# Entries supplied

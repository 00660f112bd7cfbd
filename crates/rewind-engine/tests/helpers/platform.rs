//! In-memory social platform.

use std::collections::{HashMap, HashSet};
use std::sync::Mutex;

use async_trait::async_trait;
use rewind_core::{Comment, PlatformError, Submission, Thing, ThingRef};
use rewind_engine::PlatformClient;

#[derive(Default)]
pub struct FakePlatform {
    comments: Mutex<HashMap<String, Comment>>,
    submissions: Mutex<HashMap<String, Submission>>,
    moderated: Mutex<HashSet<String>>,
    reply_error: Mutex<Option<PlatformError>>,
    /// Comment whose next parent lookup fails with a structural fault.
    structural_fault: Mutex<Option<String>>,
    pub removed: Mutex<Vec<String>>,
    pub replies: Mutex<Vec<(ThingRef, String)>>,
    pub messages: Mutex<Vec<(String, String, String)>>,
    pub distinguished: Mutex<Vec<String>>,
    pub parent_calls: Mutex<usize>,
}

impl FakePlatform {
    pub fn new() -> Self {
        Self::default()
    }

    pub fn add_submission(&self, submission: Submission) {
        self.submissions
            .lock()
            .unwrap()
            .insert(submission.id.clone(), submission);
    }

    pub fn add_comment(&self, comment: Comment) {
        self.comments
            .lock()
            .unwrap()
            .insert(comment.id.clone(), comment);
    }

    pub fn comment(&self, id: &str) -> Comment {
        self.comments.lock().unwrap()[id].clone()
    }

    pub fn moderate(&self, subreddit: &str) {
        self.moderated
            .lock()
            .unwrap()
            .insert(subreddit.to_lowercase());
    }

    pub fn fail_replies_with(&self, error: PlatformError) {
        *self.reply_error.lock().unwrap() = Some(error);
    }

    pub fn structural_fault_on(&self, comment_id: &str) {
        *self.structural_fault.lock().unwrap() = Some(comment_id.to_string());
    }

    pub fn replies(&self) -> Vec<(ThingRef, String)> {
        self.replies.lock().unwrap().clone()
    }

    pub fn removed(&self) -> Vec<String> {
        self.removed.lock().unwrap().clone()
    }

    pub fn messages(&self) -> Vec<(String, String, String)> {
        self.messages.lock().unwrap().clone()
    }

    pub fn distinguished(&self) -> Vec<String> {
        self.distinguished.lock().unwrap().clone()
    }
}

#[async_trait]
impl PlatformClient for FakePlatform {
    async fn fetch_comment(&self, id: &str) -> Result<Comment, PlatformError> {
        self.comments
            .lock()
            .unwrap()
            .get(id)
            .cloned()
            .ok_or_else(|| PlatformError::NotFound(format!("t1_{}", id)))
    }

    async fn fetch_submission(&self, id: &str) -> Result<Submission, PlatformError> {
        self.submissions
            .lock()
            .unwrap()
            .get(id)
            .cloned()
            .ok_or_else(|| PlatformError::NotFound(format!("t3_{}", id)))
    }

    async fn parent(&self, comment: &Comment) -> Result<Thing, PlatformError> {
        *self.parent_calls.lock().unwrap() += 1;

        {
            let mut fault = self.structural_fault.lock().unwrap();
            if fault.as_deref() == Some(comment.id.as_str()) {
                *fault = None;
                return Err(PlatformError::Structural(
                    "maximum recursion depth exceeded".into(),
                ));
            }
        }

        match &comment.parent {
            ThingRef::Comment(id) => self.fetch_comment(id).await.map(Thing::Comment),
            ThingRef::Submission(id) => self.fetch_submission(id).await.map(Thing::Submission),
        }
    }

    async fn is_moderator(&self, subreddit: &str) -> Result<bool, PlatformError> {
        Ok(self
            .moderated
            .lock()
            .unwrap()
            .contains(&subreddit.to_lowercase()))
    }

    async fn remove_comment(&self, comment_id: &str) -> Result<(), PlatformError> {
        self.removed.lock().unwrap().push(comment_id.to_string());
        if let Some(comment) = self.comments.lock().unwrap().get_mut(comment_id) {
            comment.removed = true;
        }
        Ok(())
    }

    async fn post_reply(&self, target: &ThingRef, text: &str) -> Result<String, PlatformError> {
        if let Some(error) = self.reply_error.lock().unwrap().clone() {
            return Err(error);
        }
        let mut replies = self.replies.lock().unwrap();
        replies.push((target.clone(), text.to_string()));
        Ok(format!("reply{}", replies.len()))
    }

    async fn distinguish(&self, comment_id: &str, _sticky: bool) -> Result<(), PlatformError> {
        self.distinguished
            .lock()
            .unwrap()
            .push(comment_id.to_string());
        Ok(())
    }

    async fn send_message(
        &self,
        recipient: &str,
        subject: &str,
        body: &str,
    ) -> Result<(), PlatformError> {
        self.messages.lock().unwrap().push((
            recipient.to_string(),
            subject.to_string(),
            body.to_string(),
        ));
        Ok(())
    }
}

# What the task requires
Above are the lines; repeat exactly the ones from the line containing "impl PlatformClient for" down to the line containing "let mut fault", both inclusive.

# Answer to this task
impl PlatformClient for FakePlatform {
    async fn fetch_comment(&self, id: &str) -> Result<Comment, PlatformError> {
        self.comments
            .lock()
            .unwrap()
            .get(id)
            .cloned()
            .ok_or_else(|| PlatformError::NotFound(format!("t1_{}", id)))
    }

    async fn fetch_submission(&self, id: &str) -> Result<Submission, PlatformError> {
        self.submissions
            .lock()
            .unwrap()
            .get(id)
            .cloned()
            .ok_or_else(|| PlatformError::NotFound(format!("t3_{}", id)))
    }

    async fn parent(&self, comment: &Comment) -> Result<Thing, PlatformError> {
        *self.parent_calls.lock().unwrap() += 1;

        {
            let mut fault = self.structural_fault.lock().unwrap();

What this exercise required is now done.